What to do:
Go through the entries below line by line and tally those holding "forms"; write only the tally.

Dataset extract:

——————————

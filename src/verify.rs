//! The verification entry point: parse proof text, then check it.

use crate::{
    parse::{ParseErrorKind, ParsedLine, Proof, ProofStep, parse_proof},
    semant::{ArgumentLibrary, CheckErrorKind, check_steps},
    sentence::Sentence,
};
use log::debug;
use std::fmt;
use thiserror::Error;

#[derive(Debug, Clone, PartialEq, Eq)]
pub enum ErrorKind {
    Parse(ParseErrorKind),
    Check(CheckErrorKind),
}

impl fmt::Display for ErrorKind {
    fn fmt(&self, f: &mut fmt::Formatter<'_>) -> fmt::Result {
        match self {
            ErrorKind::Parse(kind) => write!(f, "{kind}"),
            ErrorKind::Check(kind) => write!(f, "{kind}"),
        }
    }
}

/// The first problem found in a proof, located at an input line.
#[derive(Debug, Clone, PartialEq, Eq, Error)]
#[error("line {}: {}", .raw_line + 1, .kind)]
pub struct VerificationError {
    pub kind: ErrorKind,
    /// Index of the offending input line. Equal to the number of lines when
    /// the text ended too early.
    pub raw_line: usize,
    /// The offending line, when it could be parsed.
    pub line: Option<ParsedLine>,
}

impl VerificationError {
    pub fn parse(kind: ParseErrorKind, raw_line: usize, line: Option<ParsedLine>) -> Self {
        Self {
            kind: ErrorKind::Parse(kind),
            raw_line,
            line,
        }
    }

    /// A check failure at `step`. Without a step the error sits on the first
    /// line.
    pub fn check(kind: CheckErrorKind, step: Option<&ProofStep>) -> Self {
        Self {
            kind: ErrorKind::Check(kind),
            raw_line: step.map_or(0, |s| s.raw_line),
            line: step.cloned().map(ParsedLine::Step),
        }
    }

    pub fn step(&self) -> Option<&ProofStep> {
        match &self.line {
            Some(ParsedLine::Step(step)) => Some(step),
            _ => None,
        }
    }

    pub fn is_parse_error(&self) -> bool {
        matches!(self.kind, ErrorKind::Parse(_))
    }
}

/// Restrictions a proof has to meet beyond being valid.
#[derive(Debug, Clone, Default, PartialEq, Eq)]
pub struct CheckOptions {
    /// Every premise `V` has to be one of these.
    pub allowed_premises: Option<Vec<Sentence>>,
    /// Has to be stated by some step.
    pub expected_conclusion: Option<Sentence>,
}

/// Verify proof text given one entry per line.
///
/// Lines must already use the ASCII connectives; see
/// [`crate::transcribe::to_ascii`].
pub fn check_proof<S: AsRef<str>>(
    lines: &[S],
    library: &ArgumentLibrary,
    options: &CheckOptions,
) -> Result<Proof, VerificationError> {
    let proof = parse_proof(lines, library)?;
    debug!("checking {} steps", proof.len());
    check_steps(&proof, library, options)?;
    Ok(proof)
}
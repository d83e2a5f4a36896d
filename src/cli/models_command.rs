use crate::{
    cli::{CliError, sentence_arg},
    config::NatdedConfig,
    sentence::{
        Sentence,
        models::{all_models, enumerate_interpretations, letters},
    },
    transcribe::Notation,
    util::{
        ansi::{ANSI_BOLD, ANSI_GREEN, ANSI_RED, ANSI_RESET},
        plural,
    },
};
use argh::FromArgs;
use std::path::PathBuf;

/// Print the truth table of a sentence.
#[derive(FromArgs)]
#[argh(subcommand, name = "models")]
pub struct ModelsCommand {
    /// the sentence, in ASCII or Unicode notation.
    #[argh(positional)]
    sentence: String,

    /// path to natded.toml config file.
    #[argh(option, short = 'c')]
    config: Option<PathBuf>,
}

pub fn run_models(cmd: ModelsCommand) -> Result<(), CliError> {
    let config = NatdedConfig::discover(cmd.config.as_deref())?;
    let sentence = sentence_arg(&cmd.sentence)?;

    for row in truth_table(&sentence, config.notation()) {
        println!("{row}");
    }

    let models = all_models(&sentence);
    let count = models.satisfying.len();
    println!();
    if models.falsifying.is_empty() {
        println!("{ANSI_GREEN}{ANSI_BOLD}tautology{ANSI_RESET}");
    } else if count == 0 {
        println!("{ANSI_RED}{ANSI_BOLD}contradiction{ANSI_RESET}");
    } else {
        println!("{ANSI_BOLD}{count}{ANSI_RESET} model{}", plural(count));
    }
    Ok(())
}

fn truth_table(sentence: &Sentence, notation: Notation) -> Vec<String> {
    let letters = letters(sentence);
    let mut rows = vec![format!(
        "{} | {}",
        letters.iter().map(char::to_string).collect::<Vec<_>>().join(" "),
        notation.sentence(sentence)
    )];

    for interpretation in enumerate_interpretations(&letters) {
        let values = interpretation
            .iter()
            .map(|(_, value)| truth(value))
            .collect::<Vec<_>>()
            .join(" ");
        rows.push(format!("{values} | {}", truth(sentence.evaluate(&interpretation))));
    }

    rows
}

fn truth(value: bool) -> &'static str {
    if value { "T" } else { "F" }
}
use crate::{
    cli::CliError,
    config::NatdedConfig,
    semant::ArgumentLibrary,
    transcribe::Notation,
    util::ansi::{ANSI_BOLD, ANSI_GRAY, ANSI_RESET},
};
use argh::FromArgs;
use std::path::PathBuf;

/// List the rules proofs may cite.
#[derive(FromArgs)]
#[argh(subcommand, name = "rules")]
pub struct RulesCommand {
    /// path to natded.toml config file.
    #[argh(option, short = 'c')]
    config: Option<PathBuf>,
}

pub fn run_rules(cmd: RulesCommand) -> Result<(), CliError> {
    let config = NatdedConfig::discover(cmd.config.as_deref())?;
    let library = config.library()?;

    for line in rule_lines(&library, config.notation()) {
        println!("{line}");
    }
    Ok(())
}

fn rule_lines(library: &ArgumentLibrary, notation: Notation) -> Vec<String> {
    library
        .names()
        .iter()
        .flat_map(|&name| {
            let header = format!("{ANSI_BOLD}{name}{ANSI_RESET}");
            let forms = library.get(name).iter().map(move |template| {
                let premises = template
                    .premises()
                    .iter()
                    .map(|p| notation.text(&p.to_string()))
                    .collect::<Vec<_>>()
                    .join(", ");
                let repeat = if template.repeats_last_premise() {
                    format!(" {ANSI_GRAY}(last premise may repeat){ANSI_RESET}")
                } else {
                    String::new()
                };
                format!(
                    "    {} {ANSI_GRAY}{}{ANSI_RESET} {premises} => {}{repeat}",
                    template.kind(),
                    template.arity(),
                    notation.sentence(template.conclusion()),
                )
            });
            std::iter::once(header).chain(forms)
        })
        .collect()
}

#[cfg(test)]
mod tests {
    use super::*;

    #[test]
    fn one_header_per_rule() {
        let library = ArgumentLibrary::builtin();
        let lines = rule_lines(&library, Notation::Unicode);
        let headers = lines.iter().filter(|l| !l.starts_with("    ")).count();
        assert_eq!(headers, library.names().len());
        assert_eq!(lines.len(), headers + library.iter().count());
        assert!(lines.iter().any(|l| l.contains("(A ∧ B)")));
    }
}
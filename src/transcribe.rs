//! Switching between the ASCII and Unicode spellings of the connectives.

use crate::{
    parse::ProofStep,
    sentence::Sentence,
    strings::{ASCII_CONNECTIVES, UNICODE_CONNECTIVES},
};
use aho_corasick::{AhoCorasick, MatchKind};
use std::sync::LazyLock;

static FROM_UNICODE: LazyLock<AhoCorasick> = LazyLock::new(|| {
    AhoCorasick::new(UNICODE_CONNECTIVES).expect("unicode connectives are valid patterns")
});

// `<->` has to win over the `->` inside it.
static FROM_ASCII: LazyLock<AhoCorasick> = LazyLock::new(|| {
    AhoCorasick::builder()
        .match_kind(MatchKind::LeftmostLongest)
        .build(ASCII_CONNECTIVES)
        .expect("ascii connectives are valid patterns")
});

/// Replace Unicode connectives with their ASCII spelling. Safe on whole proof
/// lines.
pub fn to_ascii(text: &str) -> String {
    FROM_UNICODE.replace_all(text, &ASCII_CONNECTIVES[..])
}

/// Replace ASCII connectives with Unicode ones. Only for sentence text: the
/// depth bars of a proof line would be read as disjunctions.
pub fn to_unicode(text: &str) -> String {
    FROM_ASCII.replace_all(text, &UNICODE_CONNECTIVES[..])
}

/// How sentences are shown to the user.
#[derive(Debug, Clone, Copy, Default, PartialEq, Eq)]
pub enum Notation {
    #[default]
    Ascii,
    Unicode,
}

impl Notation {
    pub fn from_unicode_flag(unicode: bool) -> Self {
        if unicode {
            Notation::Unicode
        } else {
            Notation::Ascii
        }
    }

    /// Respell text that contains no proof-line bars.
    pub fn text(self, text: &str) -> String {
        match self {
            Notation::Ascii => text.to_string(),
            Notation::Unicode => to_unicode(text),
        }
    }

    pub fn sentence(self, sentence: &Sentence) -> String {
        self.text(&sentence.to_string())
    }

    pub fn step(self, step: &ProofStep) -> String {
        format!(
            "{}{} {} {}",
            "|".repeat(step.depth),
            step.line + 1,
            self.sentence(&step.sentence),
            step.rule
        )
    }
}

——————————

Exercise solution:
2